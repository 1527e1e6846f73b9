// attr.rs — Node attribute values
//
// Attributes are a closed tagged variant so every read site matches
// exhaustively and a wrongly-shaped value surfaces as a malformed-IR error
// rather than a failed cast.

use std::collections::BTreeMap;
use std::fmt;

use serde::{Deserialize, Serialize};

use crate::error::{RearrangeError, Result};
use crate::types::{join_types, DataType};

/// Named attributes of a node or a function reference. Ordered so that
/// serialization and canonical keys are deterministic.
pub type AttrMap = BTreeMap<String, AttrValue>;

/// A function name plus the attribute values bound at the reference site.
#[derive(Debug, Clone, PartialEq, Eq, Hash, Serialize, Deserialize)]
pub struct NameAttrList {
    pub name: String,
    #[serde(default, skip_serializing_if = "BTreeMap::is_empty")]
    pub attrs: AttrMap,
}

impl NameAttrList {
    pub fn new(name: impl Into<String>) -> Self {
        NameAttrList {
            name: name.into(),
            attrs: AttrMap::new(),
        }
    }

    pub fn with_attr(mut self, key: impl Into<String>, value: AttrValue) -> Self {
        self.attrs.insert(key.into(), value);
        self
    }

    /// Canonical key for this reference (see [`canonicalize`]).
    pub fn canonical_key(&self) -> String {
        canonicalize(&self.name, &self.attrs)
    }
}

#[derive(Debug, Clone, PartialEq, Eq, Hash, Serialize, Deserialize)]
#[serde(rename_all = "snake_case")]
pub enum AttrValue {
    Int(i64),
    Str(String),
    Type(DataType),
    TypeList(Vec<DataType>),
    Func(NameAttrList),
    FuncList(Vec<NameAttrList>),
    /// Reference to an attribute bound by the caller at instantiation.
    Placeholder(String),
}

impl AttrValue {
    pub fn kind_name(&self) -> &'static str {
        match self {
            AttrValue::Int(_) => "int",
            AttrValue::Str(_) => "string",
            AttrValue::Type(_) => "type",
            AttrValue::TypeList(_) => "type list",
            AttrValue::Func(_) => "function",
            AttrValue::FuncList(_) => "function list",
            AttrValue::Placeholder(_) => "placeholder",
        }
    }

    /// Resolve placeholders (recursively through function references)
    /// against `bound`. `context` names the owner for error messages.
    pub fn substitute(&self, bound: &AttrMap, context: &str) -> Result<AttrValue> {
        match self {
            AttrValue::Placeholder(key) => bound.get(key).cloned().ok_or_else(|| {
                RearrangeError::malformed(context, format!("unbound placeholder '{}'", key))
            }),
            AttrValue::Func(func) => Ok(AttrValue::Func(substitute_func(func, bound, context)?)),
            AttrValue::FuncList(funcs) => Ok(AttrValue::FuncList(
                funcs
                    .iter()
                    .map(|f| substitute_func(f, bound, context))
                    .collect::<Result<_>>()?,
            )),
            other => Ok(other.clone()),
        }
    }
}

fn substitute_func(func: &NameAttrList, bound: &AttrMap, context: &str) -> Result<NameAttrList> {
    let mut attrs = AttrMap::new();
    for (key, value) in &func.attrs {
        attrs.insert(key.clone(), value.substitute(bound, context)?);
    }
    Ok(NameAttrList {
        name: func.name.clone(),
        attrs,
    })
}

impl fmt::Display for AttrValue {
    fn fmt(&self, f: &mut fmt::Formatter<'_>) -> fmt::Result {
        match self {
            AttrValue::Int(v) => write!(f, "{}", v),
            AttrValue::Str(s) => write!(f, "{:?}", s),
            AttrValue::Type(t) => write!(f, "{}", t),
            AttrValue::TypeList(ts) => write!(f, "types[{}]", join_types(ts)),
            AttrValue::Func(func) => write!(f, "{}", func.canonical_key()),
            AttrValue::FuncList(funcs) => {
                let keys: Vec<String> = funcs.iter().map(|x| x.canonical_key()).collect();
                write!(f, "funcs[{}]", keys.join(", "))
            }
            AttrValue::Placeholder(key) => write!(f, "${}", key),
        }
    }
}

/// Canonical key of a function instantiation: the name plus its bound
/// attributes in key order. Two references with equal keys instantiate the
/// same body.
pub fn canonicalize(name: &str, attrs: &AttrMap) -> String {
    if attrs.is_empty() {
        return name.to_string();
    }
    let parts: Vec<String> = attrs.iter().map(|(k, v)| format!("{}={}", k, v)).collect();
    format!("{}[{}]", name, parts.join(","))
}

#[cfg(test)]
mod tests {
    use super::*;

    #[test]
    fn canonical_key_is_order_independent() {
        let mut a = AttrMap::new();
        a.insert("T".into(), AttrValue::Type(DataType::Float));
        a.insert("N".into(), AttrValue::Int(3));
        let mut b = AttrMap::new();
        b.insert("N".into(), AttrValue::Int(3));
        b.insert("T".into(), AttrValue::Type(DataType::Float));
        assert_eq!(canonicalize("f", &a), canonicalize("f", &b));
        assert_eq!(canonicalize("f", &a), "f[N=3,T=float]");
    }

    #[test]
    fn canonical_key_distinguishes_specializations() {
        let f32 = NameAttrList::new("f").with_attr("T", AttrValue::Type(DataType::Float));
        let i32 = NameAttrList::new("f").with_attr("T", AttrValue::Type(DataType::Int32));
        assert_ne!(f32.canonical_key(), i32.canonical_key());
        assert_eq!(NameAttrList::new("f").canonical_key(), "f");
    }

    #[test]
    fn canonical_key_separates_list_kinds() {
        let types = NameAttrList::new("f").with_attr("L", AttrValue::TypeList(vec![]));
        let funcs = NameAttrList::new("f").with_attr("L", AttrValue::FuncList(vec![]));
        assert_ne!(types.canonical_key(), funcs.canonical_key());

        let float_type = NameAttrList::new("f")
            .with_attr("L", AttrValue::TypeList(vec![DataType::Float]));
        let float_func = NameAttrList::new("f")
            .with_attr("L", AttrValue::FuncList(vec![NameAttrList::new("float")]));
        assert_eq!(float_type.canonical_key(), "f[L=types[float]]");
        assert_eq!(float_func.canonical_key(), "f[L=funcs[float]]");
    }

    #[test]
    fn substitute_resolves_nested_placeholders() {
        let mut bound = AttrMap::new();
        bound.insert("T".into(), AttrValue::Type(DataType::Resource));
        let value = AttrValue::Func(
            NameAttrList::new("g").with_attr("T", AttrValue::Placeholder("T".into())),
        );
        let resolved = value.substitute(&bound, "node").unwrap();
        assert_eq!(
            resolved,
            AttrValue::Func(
                NameAttrList::new("g").with_attr("T", AttrValue::Type(DataType::Resource))
            )
        );
    }

    #[test]
    fn substitute_reports_unbound_placeholder() {
        let err = AttrValue::Placeholder("T".into())
            .substitute(&AttrMap::new(), "n")
            .unwrap_err();
        assert_eq!(err.kind(), crate::error::ErrorKind::MalformedIr);
    }

    #[test]
    fn serde_shape_is_tagged() {
        let v = AttrValue::TypeList(vec![DataType::Float, DataType::Resource]);
        assert_eq!(
            serde_json::to_string(&v).unwrap(),
            r#"{"type_list":["float","resource"]}"#
        );
    }
}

**What to work on**
Pull out each line of the entries that contains "keys".

**Result for this task**
/// serialization and canonical keys are deterministic.
                let keys: Vec<String> = funcs.iter().map(|x| x.canonical_key()).collect();
                write!(f, "funcs[{}]", keys.join(", "))
/// attributes in key order. Two references with equal keys instantiate the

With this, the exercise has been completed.